In the year 1004 A.D., a tradesman named Haki (Raymon Geis) arrives on the shores of Brattahlid, Greenland as a bearer of bad news. Vald, the leader of their mission to neighbouring Vindland, has been killed in battle with a warring tribe. Vald’s death leaves his father Erik (Bryan Glenn Davis) grief-stricken while the former’s friend Karlefsni (Bray Wilkins) seethes with a desire for revenge, as does Vald’s sister Freydis (Kirsten Chambers). While the patriarch approves of Karlefsni’s plan to return to the embattled location, he disallows his only other son Leif (Samuel Druhora) from tagging along, as he doesn’t want to imperil the family lineage. Meawhile, Karlefsni reluctantly allows his loving wife Gudrid (Micaela Oeste) and the wily Freydis to join in on the voyage.

The group encounter formidble sea waves, but their sturdy "steedy" gets them to Vinland in one piece. On coming into contact with native inhabitants there, Karlesfsni and Co. are in for something of a surprise. Trade appears to be taking the place of conflict. However, the embittered Freydis and her male ally Thorvard (Daniel Klein) are desperate to uncover the truth behind Vald’s demise and take the guilty to task. Suspecting that one of their own had conspired with the natives to kill Vald, the duo hatches an ugly scheme. When matters come to a head, a disillusioned Karlefsni brings back his team to Brattahlid. On arriving, he is warmly greeted by Vald’s brother Leif.

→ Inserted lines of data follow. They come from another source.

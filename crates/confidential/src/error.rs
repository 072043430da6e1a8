//! Error types for confidential-compute operations.

use serde::{Deserialize, Serialize};
use thiserror::Error;

/// Errors that can occur in the confidential service.
#[derive(Debug, Clone, PartialEq, Eq, Error, Serialize, Deserialize)]
pub enum ConfidentialError {
    #[error("Invalid ciphertext format")]
    InvalidCiphertextFormat,

    #[error("Authentication failed")]
    AuthenticationFailed,

    #[error("Encryption failed: {0}")]
    EncryptionFailed(String),

    #[error("Key derivation failed")]
    KeyDerivationFailed,

    #[error("Unknown handle {0}")]
    UnknownHandle(String),

    #[error("Unknown encrypted boolean {0}")]
    UnknownBoolean(String),

    #[error("Identity {identity} is not allowed to decrypt handle {handle}")]
    NotAllowed { handle: String, identity: String },

    #[error("Invalid identity key")]
    InvalidIdentity,

    #[error("Signature verification failed")]
    InvalidSignature,

    #[error("Attestation verification failed")]
    AttestationVerificationFailed,
}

However, the bonhomie soon turns to animosity with startling revelations abound involving Karlesfni, Leif, Gudrid and Freydis. To add to the anguish and resentment, Thorvard finds himself at the receiving end of nasty accusations. Will all the concerned people pick up the pieces of their broken relationship? This tale is crafted well enough to keep the audience wondering. There is also enough of varied human emotion here to evoke sympathy and empathy.

The singers’ several elongated notes in overbearing vibrato and occasionally overlapping vocals bog down the narrative. Hence, dramatic scenes are longer when they could have been shorter and tighter. However, composer-writer-director Jeffrey Leiser has decidedly made a novel kind of film whose sweeping cinematography, detailed production design and accurate costumes serve as its plusses. These help to transport the audience to an ancient era in a relatively remote corner of the world. Freydis and Gurdrid sings the song of the Scandinavian people. Now, if only the music was more appealing for the viewers to not just sing along during the film but also remember it long after the end credits roll. After all, isn't that what musicals are all about?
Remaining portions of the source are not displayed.